В воздухе витал могучий дух единения. Все собравшиеся (включая самих музыкантов) ощущали, что происходит что-то запрещенное, добытое с таким трудом, самое дорогое на свете, словом — сокровенное. С того момента, когда рок-н-ролл стал доступен всем, как, скажем, футбол, этот дух навсегда исчез. Я не тоскую по тем временам, но вот этого состояния коллективного просветления мне очень жаль.
Вскоре, как правило, в зале появлялась либо насмерть перепуганная администрация заведения, либо милиция, либо товарищи в штатском, и сейшн благополучно заканчивался. Музыка обычно останавливалась поворотом рубильника, и музыкантам предлагали пройти в отделение, то есть в легавку. Их уводили под восхищенные взгляды фанов. Если сейшн удавалось доиграть до конца и никто не обламывал — это считалось большой удачей. Я лично помню несколько таких вечеров. Именно за эту надежность так ценились «кормушка» и «стекляшка» в Долгопрудном — вообще, как ни странно, в технических вузах позволялось больше, чем в гуманитарных. Видимо, считалось, что технари идеологически изначально стоят на более надежных позициях. В «легавке» всех рассаживали поодиночке и по очереди уныло пытались выяснить, кто организовал халтуру, продавал билеты и где деньги.
Милиционерам, как правило, было скучно сражаться с какими-то волосатиками, классовой ненависти они к нам чаще всего не питали, а главное — им было понятно, что дело дохлое: чтобы что-то доказать, следовало организатора поймать за руку, скажем, при продаже билетов.
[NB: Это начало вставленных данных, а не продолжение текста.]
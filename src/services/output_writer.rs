//! 结果输出服务 - 业务能力层
//!
//! 把对比结果落盘：`{output_dir}/{文档名}/{provider}.md` 与 `cost.json`

use anyhow::{Context, Result};
use std::path::{Path, PathBuf};
use tokio::fs;
use tracing::debug;

use crate::error::AppError;
use crate::models::CostComparisonResponse;

pub struct OutputWriter {
    output_dir: PathBuf,
}

impl OutputWriter {
    pub fn new(output_dir: impl Into<PathBuf>) -> Self {
        Self {
            output_dir: output_dir.into(),
        }
    }

    /// 文档对应的输出目录（取 PDF 文件名去掉扩展名）
    pub fn document_dir(&self, filename: &str) -> PathBuf {
        let stem = Path::new(filename)
            .file_stem()
            .and_then(|s| s.to_str())
            .filter(|s| !s.is_empty())
            .unwrap_or("document");
        self.output_dir.join(stem)
    }

    /// 写入某个 provider 的 markdown 报告
    pub async fn write_markdown(&self, filename: &str, provider: &str, markdown: &str) -> Result<PathBuf> {
        let dir = self.document_dir(filename);
        fs::create_dir_all(&dir)
            .await
            .with_context(|| format!("创建输出目录失败: {}", dir.display()))?;

        let path = dir.join(format!("{}.md", provider));
        fs::write(&path, markdown)
            .await
            .map_err(|e| AppError::file_write_failed(path.display().to_string(), e))?;
        debug!("已写入 {}", path.display());
        Ok(path)
    }

    /// 写入费用对比
    pub async fn write_cost(&self, filename: &str, costs: &CostComparisonResponse) -> Result<PathBuf> {
        let dir = self.document_dir(filename);
        fs::create_dir_all(&dir).await?;

        let path = dir.join("cost.json");
        let json = serde_json::to_string_pretty(costs)?;
        fs::write(&path, json)
            .await
            .map_err(|e| AppError::file_write_failed(path.display().to_string(), e))?;
        debug!("已写入 {}", path.display());
        Ok(path)
    }
}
Билеты же продавались заранее в обстановке дикой конспирации по системе звездочка: то есть сам устроитель делил их на две пачки и раздавал двум своим доверенным людям, эти двое — своим и так далее. Система исключала возможность возникновения в ней слабого звена. Она, правда, имела и свой минус: у каждого устроителя в зале сидели практически одни и те же люди — через некоторое время я знал почти всех в лицо, и к семьдесят девятому году это стало уже невыносимым.
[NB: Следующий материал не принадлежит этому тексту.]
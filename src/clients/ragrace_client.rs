/// RAGRace 后端 API 客户端
///
/// 封装所有与后端 REST API 相关的调用逻辑
use crate::clients::api::ArenaApi;
use crate::config::Config;
use crate::error::{ApiError, AppError, AppResult, ConfigError, FileError};
use crate::models::{
    is_pdf, BenchmarkRequest, BenchmarkResponse, CostComparisonResponse, CostRequest,
    DatasetInfo, DatasetPerformanceSummary, FeedbackRequest, FeedbackResponse,
    PageCountRequest, PageCountResponse, ParseCompareRequest, ParseCompareResponse,
    ProviderDetailResponse, ResultsListResponse, RunDetail, UploadResponse,
};
use async_trait::async_trait;
use reqwest::{multipart, Response, Url};
use serde::de::DeserializeOwned;
use serde::Serialize;
use serde_json::Value;
use std::path::Path;
use std::time::Duration;
use tracing::debug;

/// 后端 API 客户端
pub struct RagRaceClient {
    http: reqwest::Client,
    base_url: Url,
}

impl RagRaceClient {
    /// 创建新的客户端
    pub fn new(config: &Config) -> AppResult<Self> {
        let base_url = Url::parse(config.base_url()).map_err(|e| ConfigError::InvalidValue {
            name: "api_base_url".to_string(),
            value: config.api_base_url.clone(),
            reason: e.to_string(),
        })?;
        if base_url.cannot_be_a_base() {
            return Err(ConfigError::InvalidValue {
                name: "api_base_url".to_string(),
                value: config.api_base_url.clone(),
                reason: "不是合法的 HTTP 地址".to_string(),
            }
            .into());
        }

        let http = reqwest::Client::builder()
            .timeout(Duration::from_secs(config.request_timeout_secs))
            .build()
            .map_err(|e| AppError::api_request_failed("client", e))?;

        Ok(Self { http, base_url })
    }

    /// 拼接 URL，路径片段会被正确转义
    fn url(&self, segments: &[&str]) -> Url {
        let mut url = self.base_url.clone();
        if let Ok(mut path) = url.path_segments_mut() {
            path.pop_if_empty();
            path.extend(segments);
        }
        url
    }

    /// 用于错误信息的接口路径
    fn endpoint(segments: &[&str]) -> String {
        format!("/{}", segments.join("/"))
    }

    async fn get_json<T: DeserializeOwned>(
        &self,
        segments: &[&str],
        query: &[(&str, String)],
    ) -> AppResult<T> {
        let endpoint = Self::endpoint(segments);
        debug!("GET {}", endpoint);

        let response = self
            .http
            .get(self.url(segments))
            .query(query)
            .send()
            .await
            .map_err(|e| AppError::api_request_failed(&endpoint, e))?;

        Self::read_json(&endpoint, response).await
    }

    async fn post_json<B: Serialize + ?Sized, T: DeserializeOwned>(
        &self,
        segments: &[&str],
        body: &B,
    ) -> AppResult<T> {
        let endpoint = Self::endpoint(segments);
        debug!("POST {}", endpoint);

        let response = self
            .http
            .post(self.url(segments))
            .json(body)
            .send()
            .await
            .map_err(|e| AppError::api_request_failed(&endpoint, e))?;

        Self::read_json(&endpoint, response).await
    }

    /// 检查状态码并解析响应体
    async fn read_json<T: DeserializeOwned>(endpoint: &str, response: Response) -> AppResult<T> {
        let status = response.status();
        let body = response
            .text()
            .await
            .map_err(|e| AppError::api_request_failed(endpoint, e))?;

        if !status.is_success() {
            let message = extract_detail(&body)
                .unwrap_or_else(|| status.canonical_reason().unwrap_or("unknown error").to_string());
            debug!("{} 返回 {}: {}", endpoint, status.as_u16(), message);
            return Err(AppError::bad_response(endpoint, status.as_u16(), message));
        }

        serde_json::from_str(&body).map_err(|e| {
            AppError::Api(ApiError::JsonParseFailed {
                endpoint: endpoint.to_string(),
                source: e,
            })
        })
    }
}

/// 提取 FastAPI 风格的错误信息
///
/// `detail` 可能是字符串，也可能是校验错误数组；非 JSON 响应体原样返回。
pub fn extract_detail(body: &str) -> Option<String> {
    let trimmed = body.trim();
    if trimmed.is_empty() {
        return None;
    }
    match serde_json::from_str::<Value>(trimmed) {
        Ok(json) => match json.get("detail") {
            Some(Value::String(s)) => Some(s.clone()),
            Some(other) => Some(other.to_string()),
            None => Some(trimmed.to_string()),
        },
        Err(_) => Some(trimmed.to_string()),
    }
}

#[async_trait]
impl ArenaApi for RagRaceClient {
    async fn health(&self) -> AppResult<Value> {
        self.get_json(&["api", "health"], &[]).await
    }

    async fn upload_pdf(&self, pdf_path: &Path) -> AppResult<UploadResponse> {
        let endpoint = "/api/v1/parse/upload";
        let path_str = pdf_path.display().to_string();
        if !is_pdf(pdf_path) {
            return Err(AppError::File(FileError::NotPdf { path: path_str }));
        }

        let bytes = tokio::fs::read(pdf_path).await.map_err(|e| {
            if e.kind() == std::io::ErrorKind::NotFound {
                AppError::File(FileError::NotFound { path: path_str.clone() })
            } else {
                AppError::file_read_failed(&path_str, e)
            }
        })?;

        let filename = pdf_path
            .file_name()
            .map(|n| n.to_string_lossy().to_string())
            .unwrap_or_else(|| "document.pdf".to_string());

        debug!("上传 {} ({} 字节)", filename, bytes.len());

        let part = multipart::Part::bytes(bytes)
            .file_name(filename)
            .mime_str("application/pdf")
            .map_err(|e| AppError::api_request_failed(endpoint, e))?;
        let form = multipart::Form::new().part("file", part);

        let response = self
            .http
            .post(self.url(&["api", "v1", "parse", "upload"]))
            .multipart(form)
            .send()
            .await
            .map_err(|e| AppError::api_request_failed(endpoint, e))?;

        Self::read_json(endpoint, response).await
    }

    async fn page_count(&self, file_id: &str) -> AppResult<PageCountResponse> {
        let request = PageCountRequest {
            file_id: file_id.to_string(),
        };
        self.post_json(&["api", "v1", "parse", "page-count"], &request)
            .await
    }

    async fn compare(&self, request: &ParseCompareRequest) -> AppResult<ParseCompareResponse> {
        self.post_json(&["api", "v1", "parse", "compare"], request)
            .await
    }

    async fn calculate_cost(&self, request: &CostRequest) -> AppResult<CostComparisonResponse> {
        self.post_json(&["api", "v1", "parse", "calculate-cost"], request)
            .await
    }

    async fn submit_feedback(&self, request: &FeedbackRequest) -> AppResult<FeedbackResponse> {
        self.post_json(&["api", "v1", "parse", "battle-feedback"], request)
            .await
    }

    async fn list_results(
        &self,
        dataset: Option<&str>,
        limit: u32,
        offset: u32,
    ) -> AppResult<ResultsListResponse> {
        let mut query = vec![("limit", limit.to_string()), ("offset", offset.to_string())];
        if let Some(dataset) = dataset {
            query.push(("dataset", dataset.to_string()));
        }
        self.get_json(&["api", "v1", "results"], &query).await
    }

    async fn get_run(&self, run_id: &str) -> AppResult<RunDetail> {
        self.get_json(&["api", "v1", "results", run_id], &[]).await
    }

    async fn list_datasets(&self) -> AppResult<Vec<DatasetInfo>> {
        self.get_json(&["api", "v1", "datasets"], &[]).await
    }

    async fn dataset_documents(&self, dataset: &str) -> AppResult<RunDetail> {
        self.get_json(&["api", "v1", "datasets", dataset, "documents"], &[])
            .await
    }

    async fn dataset_performance(&self, dataset: &str) -> AppResult<DatasetPerformanceSummary> {
        self.get_json(&["api", "v1", "datasets", dataset, "performance"], &[])
            .await
    }

    async fn provider_detail(
        &self,
        dataset: &str,
        provider: &str,
    ) -> AppResult<ProviderDetailResponse> {
        self.get_json(
            &["api", "v1", "datasets", dataset, "providers", provider],
            &[],
        )
        .await
    }

    async fn run_benchmark(&self, request: &BenchmarkRequest) -> AppResult<BenchmarkResponse> {
        self.post_json(&["api", "v1", "benchmarks"], request).await
    }
}

#[cfg(test)]
mod tests {
    use super::*;

    fn create_test_client(base: &str) -> RagRaceClient {
        let config = Config {
            api_base_url: base.to_string(),
            ..Config::default()
        };
        RagRaceClient::new(&config).unwrap()
    }

    #[test]
    fn test_url_escapes_segments() {
        let client = create_test_client("http://localhost:8000");
        let url = client.url(&["api", "v1", "results", "run 1/2"]);
        assert_eq!(url.as_str(), "http://localhost:8000/api/v1/results/run%201%2F2");
    }

    #[test]
    fn test_url_keeps_base_path_prefix() {
        let client = create_test_client("http://example.com/ragrace/");
        let url = client.url(&["api", "health"]);
        assert_eq!(url.as_str(), "http://example.com/ragrace/api/health");
    }

    #[test]
    fn test_invalid_base_url_is_rejected() {
        let config = Config {
            api_base_url: "not a url".to_string(),
            ..Config::default()
        };
        assert!(matches!(
            RagRaceClient::new(&config),
            Err(AppError::Config(ConfigError::InvalidValue { .. }))
        ));
    }

    #[tokio::test]
    async fn test_upload_rejects_non_pdf_before_request() {
        let client = create_test_client("http://127.0.0.1:9");
        let err = client.upload_pdf(Path::new("notes.txt")).await.unwrap_err();
        assert!(matches!(err, AppError::File(FileError::NotPdf { .. })));
    }

    #[test]
    fn test_extract_detail() {
        assert_eq!(
            extract_detail(r#"{"detail": "Battle run not found"}"#).as_deref(),
            Some("Battle run not found")
        );
        assert_eq!(
            extract_detail(r#"{"detail": [{"loc": ["body", "file_id"]}]}"#).as_deref(),
            Some(r#"[{"loc":["body","file_id"]}]"#)
        );
        assert_eq!(extract_detail("Internal Server Error").as_deref(), Some("Internal Server Error"));
        assert_eq!(extract_detail("  "), None);
    }

    /// 测试后端连通性
    ///
    /// 运行方式：
    /// ```bash
    /// cargo test test_health_live -- --ignored --nocapture
    /// ```
    #[tokio::test]
    #[ignore]
    async fn test_health_live() {
        let _ = tracing_subscriber::fmt::try_init();
        let client = RagRaceClient::new(&Config::from_env()).unwrap();
        let health = client.health().await.expect("后端不可用");
        println!("health: {}", health);
        assert_eq!(health["status"], "ok");
    }
}
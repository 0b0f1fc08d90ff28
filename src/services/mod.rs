pub mod cost_service;
pub mod feedback_writer;
pub mod markdown_service;
pub mod output_writer;
pub mod performance_service;

pub use cost_service::CostService;
pub use feedback_writer::{FeedbackRecord, FeedbackWriter};
pub use markdown_service::MarkdownService;
pub use output_writer::OutputWriter;
pub use performance_service::PerformanceService;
Итак, устроителя поймать за руку было невозможно, а музыкантов спасало то, что к организации мероприятия и продаже билетов они отношения не имели. Так что после нескольких часов сидения и допросов по уставной форме всех благополучно отпускали домой. Разве что могла прийти телега в вуз.
Один раз, правда, было хуже (году уже, кажется, в семьдесят восьмом). Мы к тому моменту репетировали в крохотном домике ЖЭКа №5 в переулке, недалеко от метро «Аэропорт». Взяли меня из института прямо с занятий (я к тому времени восстановился на вечернее отделение), выглядело это очень эффектно. Сидя в черной «Волге», я смотрел в крепкие затылки ребят и безуспешно пытался определить, какой из трех контор они принадлежат. Приехали мы, оказывается, не на Лубянку и не в «легавку», а к нам на базу, где меня попросили открыть комнату и, быстренько описав наш аппарат, куда-то все увезли.
Очень настораживало, что взяли нас не на сейшене, а ни с того ни с сего. Потом начался разговор. Я уже имел некоторый опыт и знал, что беседа может пойти по двум руслам. Первое — гуманное, что-нибудь вроде «парень-то ты, я вижу, хороший, а отвечаешь неискренне». Второе — удар по психике: «Я тебе, мать твою, сейчас устрою тут буги-вуги! Посидишь — поумнеешь!»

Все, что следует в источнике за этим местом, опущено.